Feeling the weight of the words, I turn onto my back so I can look him in the eyes. His hand remains on my stomach. “This is not what?—”
“You’re wearing my shirt.”
I glance down at my attire as if he’s surprising me with such information. “Yes, I’m aware. I’m also aware that it was a mistake to put it on.”
“Why?” he asks, his thumb still rubbing my stomach.
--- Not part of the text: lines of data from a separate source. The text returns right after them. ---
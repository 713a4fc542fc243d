//! Repository Layer
//!
//! The boundary where transport errors become outcomes.

mod todo_repo;
mod traits;


pub use todo_repo::RemoteTodoRepository;
pub use traits::TodoRepository;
“I wish I weren’t wearing your T-shirt because we’re not connected in a way that would result in me wearing your clothes. And for a second, for aminorsecond, I thought that maybe you had a change of heart, that you were possibly going to be different. But then I was reminded of your behavior. Now I’m thoroughly regretting my decisions. Actually, I think I might go change right now.” I start to move, but his hand clamps around my side, preventing me from going anywhere.
“Please don’t change.”
The heaviness in his voice nearly breaks me, because this is the man who brought me to putting his shirt on in the first place. Not the man with the phone, but the man who seems to wear his heart on his sleeve on occasion. “Why not?”
“Because,” he carefully says, “I like you in my shirt.”
“That’s obvious, given how possessive you’ve been with me. But can you explain to me why it matters?”
“Can we not do this right now?” he asks. “Can we just let it be and sleep?”
“Always skipping out on the real talks,” I say, feeling sad he won’t go there.
“Sloane…”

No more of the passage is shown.